Retour et volonté de servir le pays natal
Bourses, pécules et chambres sont gérés en exclusivité par les membres du bureau qui se chargent de répartir les étudiants dans les chambres obtenues, du coup, même dans les plus belles Cités. L’argent reversé tout entier dans la caisse commune par les boursiers, ils le partagent en autant d’étudiants inscrits après déduction des loyers payés par leurs soins au CNOU (Centre National des Œuvres Universitaires)… »
Parti enseigner entre 1974 et 1981 à Dimbokro, Lakota, et étudier le journalisme à Bordeaux pour revenir à Dimbokro en 1982 puis à Grand Bassam y enseigner encore en collaborant à un magazine abidjanais, « Ivoire Education », je n’ai plus retrouvé Lemmy qu’à Labé après la mort de Sékou Touré en 1986. Dans la librairie qu’il a ouverte, je lui ai présenté la maquette de « La Nouvelle École », projet de périodique d’information sur l’école en Guinée, en Afrique et dans le monde. L’un et l’autre, nous étions convaincus que la Guinée se relèverait plus vite si beaucoup d’exilés retournaient au pays et apportaient leur concours dans le domaine de leurs compétences.
Par cette volonté de servir la patrie chevillée au corps, il a dû entrer en politique, lui, jungle encore plus redoutable en Guinée que partout ailleurs. Mais, coalisé à un moment donné avec le RPG (Rassemblement du Peuple de Guinée de Alpha Condé (président du 21 décembre 2010 au 5 septembre 2021, débarqué à cette date après avoir tripatouillé la constitution et réussi à se faire réélire pour un troisième mandat), son parti l’UPR (Union pour le Renouveau et le Progrès) n’aura pas pu faire prendre le chemin de la bonne gouvernance.
C’est peut-être en tant que Gouverneur de la région administrative de Mamou où, semble-t-il, il aura initié et réalisé des projets, encouragé la pratique du sport (à Labé déjà, dans un premier temps, en bon basketteur qu’il était lui-même) qu’il aura grandement contribué à apaiser les relations entre ressortissants de Mamou, Pita et Dalaba. Ainsi aura-t-il donné un peu, lui, pour la Guinée comme nous rêvions tous de pouvoir le faire quand nous ne vivions que d’un espoir très ténu de retourner un jour au pays natal.
Revenant d’une visite express de ma famille à Labé après avoir participé à un colloque des Éditions Gandal à Conakry en 2017, le chauffeur de la voiture prêtée par un de mes frères a reconnu, roulant en sens inverse, celle du Gouverneur de Mamou ! Que n’avons-nous pu nous arrêter pour avoir le plaisir de nous entretenir même un tout petit instant à cause de l’état de la route, une de ces trop nombreuses « routes de l’impossible » en Guinée, notamment entre Kindia et Mamou où, bien sûr, je ne l’ai pas trouvé à son bureau !
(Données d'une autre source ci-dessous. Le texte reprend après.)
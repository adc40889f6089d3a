//! Configuration builder for leave-one-out window sweeps.

use rand::SeedableRng;
use rand_chacha::ChaCha8Rng;
use warpnn_distance::Measure;

use crate::cache::SequenceCache;
use crate::error::SweepError;
use crate::result::SweepResult;
use crate::sequence::Sequence;

/// Configuration for a leave-one-out sweep over Sakoe-Chiba window radii.
///
/// Construct via [`SweepConfig::new`], then chain `with_*` methods to override defaults.
///
/// # Defaults
///
/// | Parameter     | Default |
/// |---------------|---------|
/// | `window_step` | 1       |
/// | `seed`        | 42      |
#[derive(Debug, Clone, PartialEq, Eq)]
pub struct SweepConfig {
    pub(crate) min_window: usize,
    pub(crate) max_window: usize,
    pub(crate) window_step: usize,
    pub(crate) seed: u64,
}

impl SweepConfig {
    /// Sweep every window radius in `[min_window, max_window]`.
    ///
    /// # Errors
    ///
    /// | Variant | Condition |
    /// |---|---|
    /// | [`SweepError::InvalidWindowRange`] | `min_window > max_window` |
    pub fn new(min_window: usize, max_window: usize) -> Result<Self, SweepError> {
        if min_window > max_window {
            return Err(SweepError::InvalidWindowRange {
                min: min_window,
                max: max_window,
            });
        }
        Ok(Self {
            min_window,
            max_window,
            window_step: 1,
            seed: 42,
        })
    }

    /// Visit every `step`-th window starting at `min_window`.
    ///
    /// # Errors
    ///
    /// | Variant | Condition |
    /// |---|---|
    /// | [`SweepError::InvalidWindowStep`] | `step` is zero |
    pub fn with_window_step(mut self, step: usize) -> Result<Self, SweepError> {
        if step == 0 {
            return Err(SweepError::InvalidWindowStep);
        }
        self.window_step = step;
        Ok(self)
    }

    /// Set the seed of the generator that breaks ties between equally
    /// accurate windows.
    #[must_use]
    pub fn with_seed(mut self, seed: u64) -> Self {
        self.seed = seed;
        self
    }

    #[must_use]
    pub fn min_window(&self) -> usize {
        self.min_window
    }

    #[must_use]
    pub fn max_window(&self) -> usize {
        self.max_window
    }

    #[must_use]
    pub fn window_step(&self) -> usize {
        self.window_step
    }

    #[must_use]
    pub fn seed(&self) -> u64 {
        self.seed
    }

    /// Window radii visited, in increasing order.
    #[must_use]
    pub fn windows(&self) -> Vec<usize> {
        (self.min_window..=self.max_window)
            .step_by(self.window_step)
            .collect()
    }

    /// Run the leave-one-out sweep of `measure` over `sequences`.
    ///
    /// `cache` must have been built from `sequences`; its envelopes are
    /// rebuilt once per window.
    ///
    /// # Errors
    ///
    /// | Variant | Condition |
    /// |---|---|
    /// | [`SweepError::EmptyTrainingSet`] | `sequences` is empty |
    /// | [`SweepError::TooFewSequences`] | Only one sequence was given |
    /// | [`SweepError::CacheSizeMismatch`] | `cache` holds a different number of sequences |
    /// | [`SweepError::Distance`] | A kernel rejects a pair |
    pub fn run(
        &self,
        measure: Measure,
        sequences: &[Sequence],
        cache: &mut SequenceCache,
    ) -> Result<SweepResult, SweepError> {
        crate::sweep::window_sweep(&self.windows(), measure, sequences, cache)
    }

    /// Pick the best window of `result`, breaking ties with a generator
    /// seeded from this configuration.
    #[must_use]
    pub fn select_window(&self, result: &SweepResult) -> Option<usize> {
        let mut rng = ChaCha8Rng::seed_from_u64(self.seed);
        result.best_window(&mut rng)
    }
}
Des nouvelles de sa librairie ? J’ai su qu’elle n’a pas tenu longtemps. Ce qui me surprend à peine puisque « La Nouvelle École », mon magazine qui aurait dû être mensuel n’aura pu paraître que tous les trois mois et ne produire que huit numéros avant sa disparition, torpillé par certains ronds-de-cuir de l’époque, bien planqués au sein des ministères de l’Éducation Nationale, de la Culture et de la Communication, « révolutionnaires » réfractaires à tout changement et farouchement hostiles à la réintégration des anciens exilés…
Repose en paix, Lemmy ! Notre chère Guinée t’est reconnaissante.